Another possibility that some have mooted on the internet is that the aircraft was being blown around a lot in severe to extreme turbulence, but I don’t see how thereby one would get discrepant readings: rather, all probes would vary wildly, but coordinated, as individual gusts hit all three at more or less the same time. So I really don’t see that as a plausible reason for the P-S system issues.

The IR units are self-contained: they are calibrated sometime way back when and that’s it for the remainder of the flight. So when they start complaining, it is either a system fault or you are already out of control and moving them around more than they judge appropriate.

Severe icing alone overwhelming the sensor systems, though, does not by itself lead to an accident. The AC could be controlled with pitch and power, and the Aircraft Operating Manual explains exactly what pitch and what power setting in some detail, if one has an “ADR disagree” warning.

Severe turbulence, though, could cause a control problem if there are shears of more than 50-60 kts differential, because that is approximately the width of the speed band for that flight at its cleared flight level – this has been verified, using a conservative estimate of the aircraft’s weight at the time, by experienced A330 pilots (by “speed band”, I mean the difference between “maximum Mach operating” speed and stall speed). However, turbulence of that sort, while supposedly possible, is very, very unusual.

How do you get that severe icing overwhelming the PS systems? Temperature at that altitude is well below the freezing point for water, so clouds are generally formed from ice crystals. The properties of these are well known and the air data systems and their certification is aimed to cope with them, unless there is an entirely new phenomenon manifesting itself here. Ice crystals don’t show up on weather radar, so even with careful use of weather radar one might not fathom the presence of a storm whose water content is crystalline ice, no matter how violent that storm is.

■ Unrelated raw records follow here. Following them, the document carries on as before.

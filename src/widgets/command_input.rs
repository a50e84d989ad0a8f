use ratatui::layout::Rect;
use ratatui::style::Style;
use ratatui::text::{Line, Span};
use ratatui::widgets::Paragraph;
use ratatui::Frame;

use crate::app::{App, InputMode};
use crate::input::commands::{find_command, matching_commands};

pub fn render(app: &App, frame: &mut Frame, area: Rect) {
    let palette = app.palette();
    let (prefix, style) = match app.input_mode {
        InputMode::Command => (":", Style::default().fg(palette.yellow)),
        InputMode::Search => ("/", Style::default().fg(palette.green)),
        _ => return,
    };

    let mut spans = vec![
        Span::styled(prefix, style),
        Span::styled(app.input_buffer.as_str(), Style::default().fg(palette.text)),
    ];

    // Ghost completion while the command word is still being typed
    if app.input_mode == InputMode::Command
        && !app.input_buffer.is_empty()
        && !app.input_buffer.contains(' ')
    {
        let typed = app.input_buffer.as_str();
        if let Some(cmd) = matching_commands(typed).first() {
            if let Some(ghost) = cmd.name.strip_prefix(typed) {
                if !ghost.is_empty() {
                    spans.push(Span::styled(ghost, Style::default().fg(palette.text_muted)));
                }
            }
        }
    }

    spans.push(Span::styled("_", Style::default().fg(palette.text_muted)));

    let widget = Paragraph::new(Line::from(spans)).style(Style::default().bg(palette.bg_bar));
    frame.render_widget(widget, area);
}

pub fn render_suggestions(app: &App, frame: &mut Frame, area: Rect) {
    let palette = app.palette();
    if app.input_mode != InputMode::Command {
        return;
    }

    let bar = Style::default().bg(palette.bg_surface);
    let typed = app.input_buffer.split_whitespace().next().unwrap_or("");

    // Past the command word: show its usage
    if app.input_buffer.contains(' ') {
        let line = match find_command(typed) {
            Some(cmd) => Line::from(vec![
                Span::raw(" "),
                Span::styled(cmd.usage, Style::default().fg(palette.accent)),
                Span::styled(
                    format!("  {}", cmd.description),
                    Style::default().fg(palette.text_muted),
                ),
            ]),
            None => Line::from(Span::styled(
                format!(" unknown command: {}", typed),
                Style::default().fg(palette.red),
            )),
        };
        frame.render_widget(Paragraph::new(line).style(bar), area);
        return;
    }

    let matches = matching_commands(typed);
    if matches.is_empty() {
        let widget = Paragraph::new(Line::from(Span::styled(
            " No matching commands",
            Style::default().fg(palette.text_muted),
        )))
        .style(bar);
        frame.render_widget(widget, area);
        return;
    }

    let mut spans: Vec<Span> = vec![Span::raw(" ")];
    for (i, cmd) in matches.iter().enumerate() {
        let cmd_style = if i == 0 {
            Style::default().fg(palette.accent)
        } else {
            Style::default().fg(palette.text_dim)
        };
        spans.push(Span::styled(format!(":{}", cmd.name), cmd_style));
        for alias in cmd.aliases {
            spans.push(Span::styled(
                format!("|{}", alias),
                Style::default().fg(palette.text_muted),
            ));
        }
        if i < matches.len() - 1 {
            spans.push(Span::raw("  "));
        }
    }

    frame.render_widget(Paragraph::new(Line::from(spans)).style(bar), area);
}
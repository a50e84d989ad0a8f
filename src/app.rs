use std::path::PathBuf;
use std::sync::Arc;
use std::time::{Duration, Instant};

use ratatui::widgets::TableState;

use crate::action::Action;
use crate::domain::*;
use crate::input::commands::{parse_command, ColorChoice, Command};
use crate::manager::ClearOutcome;
use crate::store::Snapshot;
use crate::theme::{Palette, ThemeMode};

const TOAST_TTL: Duration = Duration::from_secs(5);

#[derive(Debug, Clone, Copy, PartialEq, Eq)]
pub enum View {
    List,
    Detail,
}

#[derive(Debug, Clone, PartialEq, Eq)]
pub enum InputMode {
    Normal,
    Command,
    Search,
    PendingG,
}

#[derive(Debug, Clone, PartialEq, Eq)]
pub enum Overlay {
    None,
    Help,
    Colors,
    Confirm(ConfirmAction),
}

#[derive(Debug, Clone, PartialEq, Eq)]
pub enum ConfirmAction {
    Delete { id: String, payload: String },
    ClearAll { count: usize },
}

#[derive(Debug, Clone, Copy, PartialEq, Eq)]
pub enum ToastKind {
    Info,
    Error,
}

#[derive(Debug, Clone)]
pub struct Toast {
    pub message: String,
    pub kind: ToastKind,
    pub at: Instant,
}

#[derive(Debug, Clone, PartialEq, Eq)]
pub enum Effect {
    AddRecord {
        category: &'static str,
        payload: String,
        colors: RenderColors,
    },
    RemoveRecord(String),
    ClearHistory,
    CopyPayload(String),
    Export {
        path: PathBuf,
        records: Vec<HistoryRecord>,
    },
    Quit,
}

pub struct App {
    // View state
    pub view: View,
    pub input_mode: InputMode,
    pub overlay: Overlay,

    // History data
    pub records: Snapshot,
    pub filter: TypeFilter,
    pub search_query: Option<String>,
    /// Index into [`App::visible`].
    pub selected: Option<usize>,
    pub list_state: TableState,
    pub detail_id: Option<String>,
    pub detail_scroll: u16,

    // Generation
    pub colors: RenderColors,
    pub recent_colors: RecentColors,
    pub theme: ThemeMode,

    // Input
    pub input_buffer: String,

    // App
    pub should_quit: bool,
    pub toast: Option<Toast>,
}
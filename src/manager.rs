use std::sync::Arc;

use tokio::sync::{mpsc, oneshot, watch};

use crate::action::Action;
use crate::domain::{classify, ClassificationRule, HistoryRecord, RenderColors};
use crate::store::{HistoryStore, Snapshot, StoreError, StoreResult};

/// Result of a clear. `AlreadyEmpty` means nothing was written.
#[derive(Debug, Clone, Copy, PartialEq, Eq)]
pub enum ClearOutcome {
    Cleared(usize),
    AlreadyEmpty,
}

impl ClearOutcome {
    pub fn performed(&self) -> bool {
        matches!(self, Self::Cleared(_))
    }
}

#[derive(Debug)]
pub enum HistoryRequest {
    Insert(HistoryRecord),
    Remove {
        id: String,
    },
    /// With a reply channel the outcome goes back to the caller, otherwise
    /// it is reported as [`Action::HistoryCleared`].
    Clear {
        reply: Option<oneshot::Sender<StoreResult<ClearOutcome>>>,
    },
}

/// A record paired with the icon and accent it is displayed with.
#[derive(Debug, Clone, PartialEq, Eq)]
pub struct HistoryItem {
    pub record: HistoryRecord,
    pub rule: &'static ClassificationRule,
}

pub fn decorate(records: &[HistoryRecord]) -> Vec<HistoryItem> {
    records
        .iter()
        .map(|record| HistoryItem {
            rule: classify(record.category()),
            record: record.clone(),
        })
        .collect()
}

/// Front door to the history. Writes are fire-and-forget and applied in call
/// order by [`HistoryWorker`]; reads go straight to the store.
#[derive(Clone)]
pub struct HistoryManager {
    store: Arc<dyn HistoryStore>,
    tx: mpsc::UnboundedSender<HistoryRequest>,
    colors: RenderColors,
}

impl HistoryManager {
    pub fn new(
        store: Arc<dyn HistoryStore>,
        colors: RenderColors,
        action_tx: mpsc::UnboundedSender<Action>,
    ) -> (Self, HistoryWorker) {
        let (tx, rx) = mpsc::unbounded_channel();
        let worker = HistoryWorker {
            store: Arc::clone(&store),
            rx,
            action_tx,
        };
        let manager = Self { store, tx, colors };
        (manager, worker)
    }

    pub fn default_colors(&self) -> RenderColors {
        self.colors
    }

    /// Queues a record with the default colors and returns it.
    pub fn add(&self, category: &str, payload: &str) -> HistoryRecord {
        self.add_with_colors(category, payload, self.colors)
    }

    pub fn add_with_colors(
        &self,
        category: &str,
        payload: &str,
        colors: RenderColors,
    ) -> HistoryRecord {
        let record = HistoryRecord::new(category, payload, colors.foreground, colors.background);
        self.send(HistoryRequest::Insert(record.clone()));
        record
    }

    /// Queues removal of `id`. Unknown ids are ignored.
    pub fn remove(&self, id: &str) {
        self.send(HistoryRequest::Remove { id: id.to_string() });
    }

    /// Queues a clear; the outcome comes back as [`Action::HistoryCleared`].
    pub fn request_clear(&self) {
        self.send(HistoryRequest::Clear { reply: None });
    }

    pub async fn get(&self, id: &str) -> StoreResult<Option<HistoryRecord>> {
        self.store.get_by_id(id).await
    }

    /// Clears after every write queued before it, and waits for the outcome.
    pub async fn clear(&self) -> StoreResult<ClearOutcome> {
        let (reply, rx) = oneshot::channel();
        self.tx
            .send(HistoryRequest::Clear { reply: Some(reply) })
            .map_err(|_| StoreError::WorkerStopped)?;
        rx.await.map_err(|_| StoreError::WorkerStopped)?
    }

    pub fn subscribe(&self) -> watch::Receiver<Snapshot> {
        self.store.observe_all()
    }

    /// The current snapshot, decorated.
    pub fn items(&self) -> Vec<HistoryItem> {
        let rx = self.store.observe_all();
        let snapshot = rx.borrow().clone();
        decorate(&snapshot)
    }

    fn send(&self, request: HistoryRequest) {
        if self.tx.send(request).is_err() {
            tracing::warn!("history worker stopped; request dropped");
        }
    }
}

async fn clear_store(store: &dyn HistoryStore) -> StoreResult<ClearOutcome> {
    match store.clear().await? {
        0 => Ok(ClearOutcome::AlreadyEmpty),
        removed => Ok(ClearOutcome::Cleared(removed)),
    }
}

pub struct HistoryWorker {
    store: Arc<dyn HistoryStore>,
    rx: mpsc::UnboundedReceiver<HistoryRequest>,
    action_tx: mpsc::UnboundedSender<Action>,
}

impl HistoryWorker {
    /// Applies requests until every [`HistoryManager`] clone is dropped and
    /// the queue is empty.
    pub async fn run(mut self) {
        while let Some(request) = self.rx.recv().await {
            if let Some(action) = self.process(request).await {
                if let Err(e) = self.action_tx.send(action) {
                    tracing::warn!("UI gone; dropping history notification {:?}", e.0);
                }
            }
        }
        tracing::debug!("history worker exiting");
    }

    async fn process(&self, request: HistoryRequest) -> Option<Action> {
        match request {
            HistoryRequest::Insert(record) => {
                let id = record.id().to_string();
                match self.store.insert(record).await {
                    Ok(()) => {
                        tracing::debug!("saved history record {}", id);
                        None
                    }
                    Err(e) => {
                        tracing::error!("failed to save history record {}: {}", id, e);
                        Some(Action::Error(format!("Failed to save to history: {}", e)))
                    }
                }
            }
            HistoryRequest::Remove { id } => {
                let record = match self.store.get_by_id(&id).await {
                    Ok(Some(record)) => record,
                    Ok(None) => return None,
                    Err(e) => {
                        tracing::error!("failed to look up history record {}: {}", id, e);
                        return Some(Action::Error(format!("Failed to delete item: {}", e)));
                    }
                };
                match self.store.delete(&record).await {
                    Ok(()) => None,
                    Err(e) => {
                        tracing::error!("failed to delete history record {}: {}", id, e);
                        Some(Action::Error(format!("Failed to delete item: {}", e)))
                    }
                }
            }
            HistoryRequest::Clear { reply } => {
                let result = clear_store(self.store.as_ref()).await;
                match &result {
                    Ok(outcome) => tracing::info!("history clear: {:?}", outcome),
                    Err(e) => tracing::error!("failed to clear history: {}", e),
                }
                if let Some(reply) = reply {
                    // The caller may have stopped waiting
                    let _ = reply.send(result);
                    return None;
                }
                Some(match result {
                    Ok(outcome) => Action::HistoryCleared(outcome),
                    Err(e) => Action::Error(format!("Failed to clear history: {}", e)),
                })
            }
        }
    }
}

#[cfg(test)]
mod tests {
    use super::*;
    use crate::domain::{Argb, CategoryKey};
    use crate::store::{SqliteHistoryStore, StoreError};
    use async_trait::async_trait;

    fn setup() -> (HistoryManager, mpsc::UnboundedReceiver<Action>) {
        let store = Arc::new(SqliteHistoryStore::open_in_memory().expect("open"));
        let (action_tx, action_rx) = mpsc::unbounded_channel();
        let (manager, worker) = HistoryManager::new(store, RenderColors::default(), action_tx);
        tokio::spawn(worker.run());
        (manager, action_rx)
    }

    async fn wait_for_len(rx: &mut watch::Receiver<Snapshot>, len: usize) {
        rx.wait_for(|records| records.len() == len)
            .await
            .expect("store alive");
    }

    #[tokio::test]
    async fn add_then_get() {
        let (manager, _actions) = setup();
        let mut rx = manager.subscribe();

        let record = manager.add("URL QR", "https://example.com");
        assert_eq!(record.foreground_color(), Argb::BLACK);
        assert_eq!(record.background_color(), Argb::WHITE);
        wait_for_len(&mut rx, 1).await;

        let fetched = manager.get(record.id()).await.expect("get");
        assert_eq!(fetched, Some(record));
    }

    #[tokio::test]
    async fn writes_apply_in_call_order() {
        let (manager, _actions) = setup();
        let mut rx = manager.subscribe();

        let a = manager.add("Text QR", "A");
        let b = manager.add("Text QR", "B");
        wait_for_len(&mut rx, 2).await;

        let ids: Vec<String> = manager
            .items()
            .iter()
            .map(|i| i.record.id().to_string())
            .collect();
        assert_eq!(ids, vec![b.id().to_string(), a.id().to_string()]);
    }

    #[tokio::test]
    async fn remove_unknown_id_is_ignored() {
        let (manager, mut actions) = setup();
        let mut rx = manager.subscribe();
        manager.add("Text QR", "keep");
        wait_for_len(&mut rx, 1).await;

        manager.remove("does-not-exist");
        manager.add("Text QR", "marker");
        wait_for_len(&mut rx, 2).await;

        assert!(actions.try_recv().is_err());
    }

    #[tokio::test]
    async fn remove_deletes_record() {
        let (manager, _actions) = setup();
        let mut rx = manager.subscribe();
        let record = manager.add("SMS QR", "smsto:123");
        wait_for_len(&mut rx, 1).await;

        manager.remove(record.id());
        wait_for_len(&mut rx, 0).await;
        assert_eq!(manager.get(record.id()).await.expect("get"), None);
    }

    #[tokio::test]
    async fn clear_reports_whether_anything_was_removed() {
        let (manager, _actions) = setup();
        assert_eq!(manager.clear().await.expect("clear"), ClearOutcome::AlreadyEmpty);

        let mut rx = manager.subscribe();
        manager.add("Text QR", "A");
        manager.add("Text QR", "B");
        wait_for_len(&mut rx, 2).await;

        let outcome = manager.clear().await.expect("clear");
        assert_eq!(outcome, ClearOutcome::Cleared(2));
        assert!(outcome.performed());
        assert!(manager.items().is_empty());
    }

    #[tokio::test(flavor = "multi_thread", worker_threads = 2)]
    async fn clear_waits_for_queued_adds() {
        let (manager, _actions) = setup();
        for _ in 0..50 {
            let record = manager.add("Text QR", "A");
            assert_eq!(manager.clear().await.expect("clear"), ClearOutcome::Cleared(1));
            assert_eq!(manager.get(record.id()).await.expect("get"), None);
        }
        assert!(manager.items().is_empty());
    }

    #[tokio::test]
    async fn queued_writes_survive_a_closed_ui_channel() {
        let store = Arc::new(SqliteHistoryStore::open_in_memory().expect("open"));
        let (action_tx, action_rx) = mpsc::unbounded_channel();
        let (manager, worker) =
            HistoryManager::new(store.clone(), RenderColors::default(), action_tx);
        drop(action_rx);

        // The clear outcome has nowhere to go; later writes must still land.
        manager.request_clear();
        manager.add("Text QR", "A");
        manager.add("Text QR", "B");
        drop(manager);
        worker.run().await;

        assert_eq!(store.count().await.expect("count"), 2);
    }

    #[tokio::test]
    async fn queued_clear_reports_outcome() {
        let (manager, mut actions) = setup();
        manager.request_clear();
        match actions.recv().await {
            Some(Action::HistoryCleared(ClearOutcome::AlreadyEmpty)) => {}
            other => panic!("unexpected action: {:?}", other),
        }

        manager.add("Text QR", "A");
        manager.request_clear();
        match actions.recv().await {
            Some(Action::HistoryCleared(ClearOutcome::Cleared(1))) => {}
            other => panic!("unexpected action: {:?}", other),
        }
    }

    #[tokio::test]
    async fn items_carry_classification() {
        let (manager, _actions) = setup();
        let mut rx = manager.subscribe();
        manager.add("Scanned QR", "hello");
        manager.add("Email QR", "mailto:a@b.com");
        wait_for_len(&mut rx, 2).await;

        let keys: Vec<CategoryKey> = manager.items().iter().map(|i| i.rule.key).collect();
        assert_eq!(keys, vec![CategoryKey::Email, CategoryKey::Scanned]);
    }

    struct FailingStore {
        tx: watch::Sender<Snapshot>,
    }

    #[async_trait]
    impl HistoryStore for FailingStore {
        async fn insert(&self, _record: HistoryRecord) -> StoreResult<()> {
            Err(StoreError::LockPoisoned)
        }
        async fn delete(&self, _record: &HistoryRecord) -> StoreResult<()> {
            Err(StoreError::LockPoisoned)
        }
        async fn clear(&self) -> StoreResult<usize> {
            Err(StoreError::LockPoisoned)
        }
        async fn get_by_id(&self, _id: &str) -> StoreResult<Option<HistoryRecord>> {
            Ok(None)
        }
        async fn count(&self) -> StoreResult<usize> {
            Ok(1)
        }
        fn observe_all(&self) -> watch::Receiver<Snapshot> {
            self.tx.subscribe()
        }
    }

    #[tokio::test]
    async fn write_failures_surface_as_errors() {
        let (tx, _) = watch::channel(Arc::new(Vec::new()));
        let store = Arc::new(FailingStore { tx });
        let (action_tx, mut actions) = mpsc::unbounded_channel();
        let (manager, worker) = HistoryManager::new(store, RenderColors::default(), action_tx);
        tokio::spawn(worker.run());

        manager.add("Text QR", "lost");
        match actions.recv().await {
            Some(Action::Error(msg)) => assert!(msg.contains("Failed to save")),
            other => panic!("unexpected action: {:?}", other),
        }

        manager.request_clear();
        match actions.recv().await {
            Some(Action::Error(msg)) => assert!(msg.contains("Failed to clear")),
            other => panic!("unexpected action: {:?}", other),
        }
    }
}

The behavior of supercooled water droplets doesn’t seem to be as well understood. Water can become supercooled, even as low as -40°C (which would be a typical temperature for the flight level at which AF 447 was flying), especially in strong convective atmospheric currents. Water requires a certain amount of energy to crystallise, and if the air is cooling fast, adiabatically, that energy just might not be there. And if there is enough water, at -40°C, colliding with your sensors and freezing on impact, it may overwhelm the sensor heating and cause air data problems. However, supercooled drops are water and would show up on weather radar. One would expect a crew to avoid such an area being “painted” on their radar, especially in the Intertropical Convergence Zone (ITCZ) in which such storms are frequent, indeed expected. It is common for pilots to deviate many tens of miles from the planned track to avoid such storms, for avoiding the storm is the main priority, and use of the oceanic tracks is designed to accomodate such deviations.

So the severe-icing root-cause hypothesis is not puzzle-free.

What about some sudden, catastrophic structural-failure event such as the sudden in-flight break-up of TWA 800 in 1996? Any such hypothesis must accomodate the fact that parts of the electronics were muttering to themselves in a fairly orderly fashion, and transmitting those mutterings over a SATCOM link, for some four minutes. I don’t see how. (It is obvious that structural-failure occurred – the aircraft’s vertical stabiliser has been found separated – but, one would conclude, later in the accident sequence.)

That is enough tea-leaf reading for one note. We might hope that the BEA will explain the exact meaning of the ACARS messages, and its conclusions about their true ordering, in the interim report which, by ICAO rules, must appear within 30 days of the accident (so, by 1 July 2009).

If anyone has more detail on the exact JASC codes used by the airline and (very important!) can demonstrate to me that that information is reliable, I would be very glad to hear from you.